„And the Oscar goes to  …“

Nein, so ernst wurde es zum Ende des Filmprojekts dann doch nicht, aber die Schülerinnen und Schüler waren nicht minder aufgeregt, als es an die Präsentationen ihrer Short-Movies ging, die sie in der Abschlusswoche in Stockholm produzierten. Alle Teilnehmenden sowie die projektbegleitenden Lehrkräfte und Gastfamilien hatten sich in der großen Aula unserer befreundeten schwedischen Schule Ralambshovsskolan versammelt, um sich die Ergebnisse einer Woche harter Arbeit anzusehen. Nach einem herzhaften Dinner wurden alle Filme präsentiert, was tatsächlich ein wenig den Rahmen einer Preisverleihung gab und die Arbeit der Schülerinnen und Schüler wertschätzten.
Einen Film zu machen, ist nicht einfach, das bestätigte auch nochmal ein professioneller Filmemacher, der uns am Montag begleitete und wertvolle Tipps gab. An den anderen Tagen wurden Drehbücher geschrieben, Dialoge eingeübt, Szenen gedreht und editiert.

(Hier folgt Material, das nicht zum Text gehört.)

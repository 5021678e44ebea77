//! Exact fixed-point accumulation of `f64` sums.
//!
//! ## Design
//!
//! Every finite `f64` is an integer multiple of `2^-1074`, so a sum of
//! doubles is an integer on that grid. The accumulator keeps that integer
//! in base-2^32 limbs stored as `i64`:
//!
//! ```text
//! value = sum(limbs[i] * 2^(32 * i)) * 2^-BASE
//! ```
//!
//! Adding a term adds its 32-bit digits into the limbs it covers; removing
//! it subtracts the same digits. Limbs are never carried in place, so an
//! add followed by the matching remove restores every limb exactly and the
//! stored state depends only on the multiset of values held, not on the
//! order they arrived or left in.
//!
//! Carries are propagated on a copy when the value is read, which then
//! rounds once to the nearest `f64`.
//!
//! ## Layouts
//!
//! | Alias          | Terms       | BASE | Limbs |
//! |----------------|-------------|------|-------|
//! | [`ExactSum`]     | `x`         | 1074 | 68    |
//! | [`ExactSquares`] | `x * x`     | 2148 | 134   |
//!
//! Each limb absorbs less than `2^33` per held term, so up to `2^30`
//! values can be held at once.

use std::fmt;

use sha2::{Digest, Sha256};

/// Sum of doubles, exact on the `2^-1074` grid
pub(crate) type ExactSum = ExactAccumulator<68, 1074>;

/// Sum of squared doubles, exact on the `2^-2148` grid
pub(crate) type ExactSquares = ExactAccumulator<134, 2148>;

const LIMB_BITS: u32 = 32;
const LIMB_MASK: u64 = (1 << LIMB_BITS) - 1;

/// Fixed-point integer accumulator with `LIMBS` base-2^32 digits.
#[derive(Clone, Copy, PartialEq, Eq)]
pub(crate) struct ExactAccumulator<const LIMBS: usize, const BASE: i32> {
    limbs: [i64; LIMBS],
}

impl<const LIMBS: usize, const BASE: i32> Default for ExactAccumulator<LIMBS, BASE> {
    fn default() -> Self {
        Self { limbs: [0; LIMBS] }
    }
}

impl<const LIMBS: usize, const BASE: i32> fmt::Debug for ExactAccumulator<LIMBS, BASE> {
    fn fmt(&self, f: &mut fmt::Formatter<'_>) -> fmt::Result {
        f.debug_tuple("ExactAccumulator").field(&self.to_f64()).finish()
    }
}

impl<const LIMBS: usize, const BASE: i32> ExactAccumulator<LIMBS, BASE> {
    /// Add (or with `negative`, subtract) `magnitude * 2^exponent`.
    ///
    /// `exponent + BASE` must be non-negative and the term must fit below
    /// the top two limbs.
    pub(crate) fn add_term(&mut self, magnitude: u128, exponent: i32, negative: bool) {
        if magnitude == 0 {
            return;
        }
        debug_assert!(exponent + BASE >= 0, "term below the accumulator grid");
        let position = (exponent + BASE) as u32;
        let mut limb = (position / LIMB_BITS) as usize;
        let shift = position % LIMB_BITS;

        let mut rest = magnitude;
        while rest != 0 {
            let shifted = (rest as u64 & LIMB_MASK) << shift;
            let low = (shifted & LIMB_MASK) as i64;
            let high = (shifted >> LIMB_BITS) as i64;
            if negative {
                self.limbs[limb] -= low;
                self.limbs[limb + 1] -= high;
            } else {
                self.limbs[limb] += low;
                self.limbs[limb + 1] += high;
            }
            rest >>= LIMB_BITS;
            limb += 1;
        }
    }

    /// Add a finite `value`
    #[inline]
    pub(crate) fn add(&mut self, value: f64) {
        let (mantissa, exponent) = decompose(value);
        self.add_term(mantissa as u128, exponent, value.is_sign_negative());
    }

    /// Subtract a finite `value`
    #[inline]
    pub(crate) fn sub(&mut self, value: f64) {
        let (mantissa, exponent) = decompose(value);
        self.add_term(mantissa as u128, exponent, !value.is_sign_negative());
    }

    /// Add `value * value` for a finite `value`
    #[inline]
    pub(crate) fn add_square(&mut self, value: f64) {
        let (mantissa, exponent) = decompose(value);
        let mantissa = mantissa as u128;
        self.add_term(mantissa * mantissa, 2 * exponent, false);
    }

    /// Subtract `value * value` for a finite `value`
    #[inline]
    pub(crate) fn sub_square(&mut self, value: f64) {
        let (mantissa, exponent) = decompose(value);
        let mantissa = mantissa as u128;
        self.add_term(mantissa * mantissa, 2 * exponent, true);
    }

    /// Whether the held value is exactly zero
    pub(crate) fn is_zero(&self) -> bool {
        self.normalized().1.iter().all(|&digit| digit == 0)
    }

    /// Nearest `f64` to the held value (ties to even, `±inf` on overflow).
    pub(crate) fn to_f64(&self) -> f64 {
        let (negative, digits) = self.normalized();
        let Some(top) = digits.iter().rposition(|&digit| digit != 0) else {
            return 0.0;
        };

        // Top three digits hold at least 65 significant bits once `top >= 2`,
        // so a sticky bit in position 0 rounds correctly.
        let bottom = top.saturating_sub(2);
        let mut mantissa: u128 = 0;
        for &digit in digits[bottom..=top].iter().rev() {
            mantissa = (mantissa << LIMB_BITS) | digit as u128;
        }
        if digits[..bottom].iter().any(|&digit| digit != 0) {
            mantissa |= 1;
        }

        let exponent = LIMB_BITS as i32 * bottom as i32 - BASE;
        let magnitude = scale_by_pow2(mantissa as f64, exponent);
        if negative {
            -magnitude
        } else {
            magnitude
        }
    }

    /// The held value as an unevaluated pair `hi + lo` with `hi` the nearest
    /// `f64` and `lo` the nearest `f64` to the remainder.
    pub(crate) fn to_double_double(&self) -> (f64, f64) {
        let hi = self.to_f64();
        if !hi.is_finite() {
            return (hi, 0.0);
        }
        let mut remainder = *self;
        remainder.sub(hi);
        (hi, remainder.to_f64())
    }

    /// Feed the raw limbs into a state-root hasher
    pub(crate) fn hash_into(&self, hasher: &mut Sha256) {
        for limb in &self.limbs {
            hasher.update(limb.to_le_bytes());
        }
    }

    /// Carry-propagated magnitude digits, each in `[0, 2^32)`, with the sign.
    fn normalized(&self) -> (bool, [u64; LIMBS]) {
        let mut digits = [0u64; LIMBS];
        let mut carry = 0i64;
        for (digit, &limb) in digits.iter_mut().zip(&self.limbs) {
            let value = limb + carry;
            carry = value >> LIMB_BITS;
            *digit = value as u64 & LIMB_MASK;
        }

        // A negative total leaves a borrow out of the top limb
        if carry >= 0 {
            return (false, digits);
        }
        let mut borrow = 1u64;
        for digit in digits.iter_mut() {
            let value = (LIMB_MASK - *digit) + borrow;
            borrow = value >> LIMB_BITS;
            *digit = value & LIMB_MASK;
        }
        (true, digits)
    }
}

/// Split a finite `value` into `(mantissa, exponent)` with
/// `|value| = mantissa * 2^exponent`.
fn decompose(value: f64) -> (u64, i32) {
    debug_assert!(value.is_finite(), "non-finite values are tracked separately");
    let bits = value.to_bits();
    let biased = ((bits >> 52) & 0x7ff) as i32;
    let fraction = bits & ((1 << 52) - 1);
    if biased == 0 {
        (fraction, -1074)
    } else {
        (fraction | (1 << 52), biased - 1075)
    }
}

/// `2^exponent` for `exponent` in the normal range
#[inline]
fn pow2(exponent: i32) -> f64 {
    debug_assert!((-1022..=1023).contains(&exponent));
    f64::from_bits(((exponent + 1023) as u64) << 52)
}

/// `value * 2^exponent` in steps of at most `2^1000`. Steps are exact until
/// the result leaves the normal range.
fn scale_by_pow2(mut value: f64, mut exponent: i32) -> f64 {
    while exponent > 1000 {
        value *= pow2(1000);
        exponent -= 1000;
    }
    while exponent < -1000 {
        value *= pow2(-1000);
        exponent += 1000;
    }
    value * pow2(exponent)
}

// ============================================================================
// Unit Tests
// ============================================================================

Die Ergebnisse konnten sich – im wahrsten und im übertragenen Sinne – sehen lassen! Es gelang den Beteiligten damit etwas besonders Wichtiges: Nachhaltigkeit sichtbar und auf Probleme aufmerksam zu machen! Grundlage dafür waren wie immer die 17 Nachhaltigkeitsziele der UN.
Natürlich blieb das Vergnügen nicht auf der Strecke: zum besseren Kennenlernen veranstalteten wir eine Pizza- und Musicparty, wir verbanden Spaß mit Lernen im technischen Museum, drehten lustige Szenen im Freilichtmuseum Skansen und erkundeten die Altstadt Stockholms.
Gelebte Nachhaltigkeit zeigte sich im Green Travelling: mit dem Nachtzug ging es von Stockholm zurück nach Hamburg. In Duisburg kamen wir schließlich müde, aber sehr zufrieden an!
Erasmus+ hat abgedreht! Aber nur dieses Projekt, das nächste klopft nämlich schon an die Tür!